#### [Problem to solve]
In the entries, find all lines that hold the word "equivalence" and copy them.

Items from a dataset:

┌────────

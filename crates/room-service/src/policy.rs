//! Authorization policy for room operations.
//!
//! A pure decision function: no I/O, deterministic in its inputs. The
//! coordinator loads the room and the actor's membership record, asks the
//! policy, and only then mutates anything.
//!
//! Host equivalence is defined once in [`is_host_equivalent`]: the room's
//! recorded creator always counts as host, and so does any active member
//! whose record carries role `host`. Role changes are stricter and accept
//! only the recorded creator.

use crate::errors::RoomError;
use crate::models::{Participant, ParticipantRole, Room};
use common::types::UserId;

/// Operation an actor wants to perform on a room.
#[derive(Debug, Clone, Copy, PartialEq, Eq)]
pub enum Action {
    Join,
    /// Leave the membership of `member`.
    Leave { member: UserId },
    End,
    UpdateSettings,
    SetRole,
}

impl Action {
    pub fn as_str(&self) -> &'static str {
        match self {
            Action::Join => "join",
            Action::Leave { .. } => "leave",
            Action::End => "end",
            Action::UpdateSettings => "update_settings",
            Action::SetRole => "set_role",
        }
    }
}

/// Why a request was denied.
#[derive(Debug, Clone, Copy, PartialEq, Eq)]
pub enum DenyReason {
    /// The room has ended; it must look absent to the caller.
    RoomInactive,
    /// Actor is neither the creator nor a member holding role `host`.
    NotHostEquivalent,
    /// Only the recorded creator may change roles.
    NotRoomCreator,
    /// Actors may only leave on their own behalf.
    NotOwnMembership,
}

impl DenyReason {
    /// Client-facing message.
    pub fn message(&self) -> &'static str {
        match self {
            DenyReason::RoomInactive => "Room not found or has ended",
            DenyReason::NotHostEquivalent => "Only a host can perform this action",
            DenyReason::NotRoomCreator => "Only the room creator can change participant roles",
            DenyReason::NotOwnMembership => "Participants can only leave on their own behalf",
        }
    }
}

/// Outcome of a policy check.
#[derive(Debug, Clone, Copy, PartialEq, Eq)]
pub enum Decision {
    Allow,
    Deny(DenyReason),
}

impl Decision {
    pub fn is_allowed(&self) -> bool {
        matches!(self, Decision::Allow)
    }

    /// Convert into the error taxonomy. Inactive rooms surface as not-found
    /// so ended rooms cannot be probed.
    pub fn into_result(self) -> Result<(), RoomError> {
        match self {
            Decision::Allow => Ok(()),
            Decision::Deny(DenyReason::RoomInactive) => Err(RoomError::NotFound(
                DenyReason::RoomInactive.message().to_string(),
            )),
            Decision::Deny(reason) => Err(RoomError::Forbidden(reason.message().to_string())),
        }
    }
}

/// Whether `actor_record` is an active membership of `actor` in `room` that
/// the room still lists.
fn is_live_membership(room: &Room, actor: UserId, actor_record: &Participant) -> bool {
    actor_record.room_id == room.room_id
        && actor_record.user_id == actor
        && actor_record.is_active()
        && room.lists(actor_record.participant_id)
}

/// The single host-equivalence predicate.
pub fn is_host_equivalent(room: &Room, actor: UserId, actor_record: Option<&Participant>) -> bool {
    if room.host_user_id == actor {
        return true;
    }

    actor_record.is_some_and(|record| {
        record.role == ParticipantRole::Host && is_live_membership(room, actor, record)
    })
}

/// Decide whether `actor` may perform `action` on `room`.
///
/// `actor_record` is the actor's active participant record in this room, if
/// any. Records for other rooms, other users, or records the room no longer
/// lists are ignored.
pub fn can_act(
    room: &Room,
    actor: UserId,
    action: Action,
    actor_record: Option<&Participant>,
) -> Decision {
    if !room.is_active() {
        return Decision::Deny(DenyReason::RoomInactive);
    }

    match action {
        Action::Join => Decision::Allow,
        Action::Leave { member } => {
            if member == actor {
                Decision::Allow
            } else {
                Decision::Deny(DenyReason::NotOwnMembership)
            }
        }
        Action::End | Action::UpdateSettings => {
            if is_host_equivalent(room, actor, actor_record) {
                Decision::Allow
            } else {
                Decision::Deny(DenyReason::NotHostEquivalent)
            }
        }
        Action::SetRole => {
            if room.host_user_id == actor {
                Decision::Allow
            } else {
                Decision::Deny(DenyReason::NotRoomCreator)
            }
        }
    }
}

#[cfg(test)]
mod tests {
    use super::*;
    use crate::models::{FeatureToggles, RoomStatus};
    use chrono::Utc;
    use common::types::RoomId;

    fn room_with(host: UserId) -> Room {
        Room {
            room_id: RoomId::new(),
            title: "Standup".to_string(),
            host_user_id: host,
            room_code: "abc123def456".to_string(),
            status: RoomStatus::Active,
            settings: FeatureToggles::default(),
            participants: Vec::new(),
            created_at: Utc::now(),
            ended_at: None,
        }
    }

    fn enroll(room: &mut Room, user: UserId, role: ParticipantRole) -> Participant {
        let record = Participant::new(room.room_id, user, role);
        room.participants.push(record.participant_id);
        record
    }

    #[test]
    fn test_creator_is_host_equivalent_without_record() {
        let host = UserId::new();
        let room = room_with(host);
        assert!(is_host_equivalent(&room, host, None));
        assert_eq!(can_act(&room, host, Action::End, None), Decision::Allow);
        assert_eq!(
            can_act(&room, host, Action::UpdateSettings, None),
            Decision::Allow
        );
    }

    #[test]
    fn test_plain_participant_denied_end_and_settings() {
        let mut room = room_with(UserId::new());
        let member = UserId::new();
        let record = enroll(&mut room, member, ParticipantRole::Participant);

        for action in [Action::End, Action::UpdateSettings] {
            assert_eq!(
                can_act(&room, member, action, Some(&record)),
                Decision::Deny(DenyReason::NotHostEquivalent)
            );
        }
    }

    #[test]
    fn test_promoted_host_may_end_but_not_set_roles() {
        let mut room = room_with(UserId::new());
        let promoted = UserId::new();
        let record = enroll(&mut room, promoted, ParticipantRole::Host);

        assert_eq!(
            can_act(&room, promoted, Action::End, Some(&record)),
            Decision::Allow
        );
        assert_eq!(
            can_act(&room, promoted, Action::SetRole, Some(&record)),
            Decision::Deny(DenyReason::NotRoomCreator)
        );
    }

    #[test]
    fn test_host_record_the_room_no_longer_lists_is_ignored() {
        let room = room_with(UserId::new());
        let former = UserId::new();
        let record = Participant::new(room.room_id, former, ParticipantRole::Host);

        assert!(!is_host_equivalent(&room, former, Some(&record)));
    }

    #[test]
    fn test_host_record_from_another_room_is_ignored() {
        let room = room_with(UserId::new());
        let mut other = room_with(UserId::new());
        let user = UserId::new();
        let record = enroll(&mut other, user, ParticipantRole::Host);

        assert_eq!(
            can_act(&room, user, Action::End, Some(&record)),
            Decision::Deny(DenyReason::NotHostEquivalent)
        );
    }

    #[test]
    fn test_left_host_record_is_ignored() {
        let mut room = room_with(UserId::new());
        let user = UserId::new();
        let mut record = enroll(&mut room, user, ParticipantRole::Host);
        record.left_at = Some(Utc::now());

        assert!(!is_host_equivalent(&room, user, Some(&record)));
    }

    #[test]
    fn test_someone_elses_record_does_not_grant_host() {
        let mut room = room_with(UserId::new());
        let promoted = UserId::new();
        let record = enroll(&mut room, promoted, ParticipantRole::Host);
        let intruder = UserId::new();

        assert!(!is_host_equivalent(&room, intruder, Some(&record)));
    }

    #[test]
    fn test_join_allowed_for_anyone_on_active_room() {
        let room = room_with(UserId::new());
        assert_eq!(
            can_act(&room, UserId::new(), Action::Join, None),
            Decision::Allow
        );
    }

    #[test]
    fn test_leave_only_on_own_behalf() {
        let room = room_with(UserId::new());
        let actor = UserId::new();
        assert_eq!(
            can_act(&room, actor, Action::Leave { member: actor }, None),
            Decision::Allow
        );
        assert_eq!(
            can_act(&room, actor, Action::Leave { member: UserId::new() }, None),
            Decision::Deny(DenyReason::NotOwnMembership)
        );
    }

    #[test]
    fn test_ended_room_denies_everything_as_inactive() {
        let host = UserId::new();
        let mut room = room_with(host);
        room.status = RoomStatus::Ended;

        for action in [
            Action::Join,
            Action::Leave { member: host },
            Action::End,
            Action::UpdateSettings,
            Action::SetRole,
        ] {
            assert_eq!(
                can_act(&room, host, action, None),
                Decision::Deny(DenyReason::RoomInactive)
            );
        }
    }

    #[test]
    fn test_decision_maps_to_error_taxonomy() {
        assert!(Decision::Allow.into_result().is_ok());
        assert!(matches!(
            Decision::Deny(DenyReason::RoomInactive).into_result(),
            Err(RoomError::NotFound(_))
        ));
        assert!(matches!(
            Decision::Deny(DenyReason::NotHostEquivalent).into_result(),
            Err(RoomError::Forbidden(_))
        ));
    }
}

└────────

#### [Task solution]
//! Host equivalence is defined once in [`is_host_equivalent`]: the room's
/// The single host-equivalence predicate.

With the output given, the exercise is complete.